» **What to produce**
In the data below, find the line that contains "filename src/lib.rs" and the line that contains "pub use crate::coreset::Coresubset;". Copy both, plus every line between them, exactly.

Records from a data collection
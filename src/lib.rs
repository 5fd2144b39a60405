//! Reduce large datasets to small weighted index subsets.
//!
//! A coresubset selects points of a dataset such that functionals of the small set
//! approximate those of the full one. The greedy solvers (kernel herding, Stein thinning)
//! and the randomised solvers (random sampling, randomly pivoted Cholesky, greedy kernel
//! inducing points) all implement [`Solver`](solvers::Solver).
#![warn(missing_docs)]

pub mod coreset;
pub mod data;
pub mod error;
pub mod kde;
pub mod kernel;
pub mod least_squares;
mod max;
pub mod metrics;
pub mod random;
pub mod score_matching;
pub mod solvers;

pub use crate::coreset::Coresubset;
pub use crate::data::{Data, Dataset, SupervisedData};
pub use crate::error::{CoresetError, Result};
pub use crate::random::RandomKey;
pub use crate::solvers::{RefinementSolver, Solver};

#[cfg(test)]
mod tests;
---
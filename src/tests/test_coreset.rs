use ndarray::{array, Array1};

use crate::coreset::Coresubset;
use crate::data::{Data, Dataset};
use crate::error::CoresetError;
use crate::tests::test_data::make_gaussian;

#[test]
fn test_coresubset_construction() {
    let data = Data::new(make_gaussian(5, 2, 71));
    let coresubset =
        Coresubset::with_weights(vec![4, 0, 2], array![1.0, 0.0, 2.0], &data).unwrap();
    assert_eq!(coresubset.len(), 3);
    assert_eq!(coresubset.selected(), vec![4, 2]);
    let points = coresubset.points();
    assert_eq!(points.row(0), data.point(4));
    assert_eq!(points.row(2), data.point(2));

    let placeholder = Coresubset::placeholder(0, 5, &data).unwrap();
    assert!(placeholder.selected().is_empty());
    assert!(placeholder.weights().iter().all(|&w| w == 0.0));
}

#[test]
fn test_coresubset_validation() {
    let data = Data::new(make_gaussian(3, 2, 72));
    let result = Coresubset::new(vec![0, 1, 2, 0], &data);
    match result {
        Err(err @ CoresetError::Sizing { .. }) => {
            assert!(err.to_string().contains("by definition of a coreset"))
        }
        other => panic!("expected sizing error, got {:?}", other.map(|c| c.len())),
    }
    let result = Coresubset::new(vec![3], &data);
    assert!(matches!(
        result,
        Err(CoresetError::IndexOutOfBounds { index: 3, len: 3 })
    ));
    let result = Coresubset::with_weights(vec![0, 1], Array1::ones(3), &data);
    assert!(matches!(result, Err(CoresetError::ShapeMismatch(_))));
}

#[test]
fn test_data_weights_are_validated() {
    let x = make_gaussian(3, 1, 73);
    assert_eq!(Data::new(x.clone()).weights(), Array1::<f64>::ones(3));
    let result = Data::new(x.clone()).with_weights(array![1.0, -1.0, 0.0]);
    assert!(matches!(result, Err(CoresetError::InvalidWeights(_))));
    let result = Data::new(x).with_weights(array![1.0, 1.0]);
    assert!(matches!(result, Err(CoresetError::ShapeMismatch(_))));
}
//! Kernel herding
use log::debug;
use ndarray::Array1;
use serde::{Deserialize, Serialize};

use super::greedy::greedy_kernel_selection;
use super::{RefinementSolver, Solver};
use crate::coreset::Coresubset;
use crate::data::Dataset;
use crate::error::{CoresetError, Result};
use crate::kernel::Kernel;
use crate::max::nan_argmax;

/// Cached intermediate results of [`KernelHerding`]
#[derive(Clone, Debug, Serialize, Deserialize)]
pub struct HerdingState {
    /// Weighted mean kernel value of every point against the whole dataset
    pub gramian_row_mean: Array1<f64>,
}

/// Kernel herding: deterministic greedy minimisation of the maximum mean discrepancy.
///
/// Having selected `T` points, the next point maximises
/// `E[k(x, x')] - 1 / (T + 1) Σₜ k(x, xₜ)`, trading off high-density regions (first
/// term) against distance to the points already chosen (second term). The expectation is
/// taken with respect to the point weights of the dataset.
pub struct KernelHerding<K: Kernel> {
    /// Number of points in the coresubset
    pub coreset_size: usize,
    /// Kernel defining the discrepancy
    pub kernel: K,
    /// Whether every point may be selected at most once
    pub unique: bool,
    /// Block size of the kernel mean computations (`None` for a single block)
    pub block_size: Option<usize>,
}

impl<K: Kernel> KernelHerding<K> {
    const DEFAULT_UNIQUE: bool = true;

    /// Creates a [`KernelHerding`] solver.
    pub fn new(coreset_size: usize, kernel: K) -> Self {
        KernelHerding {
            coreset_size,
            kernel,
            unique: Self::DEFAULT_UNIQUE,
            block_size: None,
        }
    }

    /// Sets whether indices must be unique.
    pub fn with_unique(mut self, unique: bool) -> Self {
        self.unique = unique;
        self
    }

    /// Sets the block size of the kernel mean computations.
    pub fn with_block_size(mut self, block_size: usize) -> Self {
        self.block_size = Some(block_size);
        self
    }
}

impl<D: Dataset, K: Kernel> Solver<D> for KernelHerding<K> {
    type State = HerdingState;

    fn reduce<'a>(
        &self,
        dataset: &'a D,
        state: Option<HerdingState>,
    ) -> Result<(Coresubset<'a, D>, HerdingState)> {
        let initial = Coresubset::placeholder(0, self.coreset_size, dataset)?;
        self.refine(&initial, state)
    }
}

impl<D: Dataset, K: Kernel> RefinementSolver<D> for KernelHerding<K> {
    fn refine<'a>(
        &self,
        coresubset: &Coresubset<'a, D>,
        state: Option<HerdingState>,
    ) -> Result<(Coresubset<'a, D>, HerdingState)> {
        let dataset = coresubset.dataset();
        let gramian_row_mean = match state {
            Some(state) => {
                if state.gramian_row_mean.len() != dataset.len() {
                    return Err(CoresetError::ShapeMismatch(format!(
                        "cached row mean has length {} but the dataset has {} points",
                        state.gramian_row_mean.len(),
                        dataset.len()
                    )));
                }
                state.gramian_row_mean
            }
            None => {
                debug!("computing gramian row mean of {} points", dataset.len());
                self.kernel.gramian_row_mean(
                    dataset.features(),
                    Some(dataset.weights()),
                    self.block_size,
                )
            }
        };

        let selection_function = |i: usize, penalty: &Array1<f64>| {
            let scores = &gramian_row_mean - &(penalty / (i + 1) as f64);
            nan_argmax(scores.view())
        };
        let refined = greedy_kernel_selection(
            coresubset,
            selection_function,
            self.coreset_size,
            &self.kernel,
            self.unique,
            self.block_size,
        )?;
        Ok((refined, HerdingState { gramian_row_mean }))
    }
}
---
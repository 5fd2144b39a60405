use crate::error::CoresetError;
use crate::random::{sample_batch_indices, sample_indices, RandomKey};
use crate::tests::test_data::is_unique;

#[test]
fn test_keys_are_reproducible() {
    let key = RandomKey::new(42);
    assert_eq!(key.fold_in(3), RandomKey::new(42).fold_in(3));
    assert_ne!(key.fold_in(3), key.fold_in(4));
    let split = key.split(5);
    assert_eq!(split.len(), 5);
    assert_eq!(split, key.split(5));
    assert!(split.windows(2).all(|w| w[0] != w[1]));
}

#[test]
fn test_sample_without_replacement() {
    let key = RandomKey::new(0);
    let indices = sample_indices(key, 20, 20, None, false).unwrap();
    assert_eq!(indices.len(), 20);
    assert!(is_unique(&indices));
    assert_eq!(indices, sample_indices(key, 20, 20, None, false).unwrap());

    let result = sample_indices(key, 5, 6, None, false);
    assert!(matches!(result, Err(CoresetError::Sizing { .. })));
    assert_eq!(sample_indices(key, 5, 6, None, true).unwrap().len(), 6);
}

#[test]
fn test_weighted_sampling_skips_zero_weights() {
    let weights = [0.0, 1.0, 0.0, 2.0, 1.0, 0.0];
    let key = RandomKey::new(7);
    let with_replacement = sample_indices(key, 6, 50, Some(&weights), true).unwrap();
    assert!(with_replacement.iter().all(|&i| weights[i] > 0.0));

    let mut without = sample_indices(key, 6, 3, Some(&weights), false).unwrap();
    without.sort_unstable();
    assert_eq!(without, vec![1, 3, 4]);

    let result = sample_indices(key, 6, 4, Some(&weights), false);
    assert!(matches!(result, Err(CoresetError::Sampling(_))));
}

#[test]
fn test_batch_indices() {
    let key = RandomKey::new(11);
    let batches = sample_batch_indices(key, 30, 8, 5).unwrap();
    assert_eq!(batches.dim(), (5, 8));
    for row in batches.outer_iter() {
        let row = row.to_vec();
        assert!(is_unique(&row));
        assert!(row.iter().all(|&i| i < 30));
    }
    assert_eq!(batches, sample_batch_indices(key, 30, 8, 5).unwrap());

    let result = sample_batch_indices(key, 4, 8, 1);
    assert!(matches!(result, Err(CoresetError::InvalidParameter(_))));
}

» **Solution below**
filename src/lib.rs
repository 5fd2144b39a60405
//! Reduce large datasets to small weighted index subsets.
//!
//! A coresubset selects points of a dataset such that functionals of the small set
//! approximate those of the full one. The greedy solvers (kernel herding, Stein thinning)
//! and the randomised solvers (random sampling, randomly pivoted Cholesky, greedy kernel
//! inducing points) all implement [`Solver`](solvers::Solver).
#![warn(missing_docs)]

pub mod coreset;
pub mod data;
pub mod error;
pub mod kde;
pub mod kernel;
pub mod least_squares;
mod max;
pub mod metrics;
pub mod random;
pub mod score_matching;
pub mod solvers;

pub use crate::coreset::Coresubset;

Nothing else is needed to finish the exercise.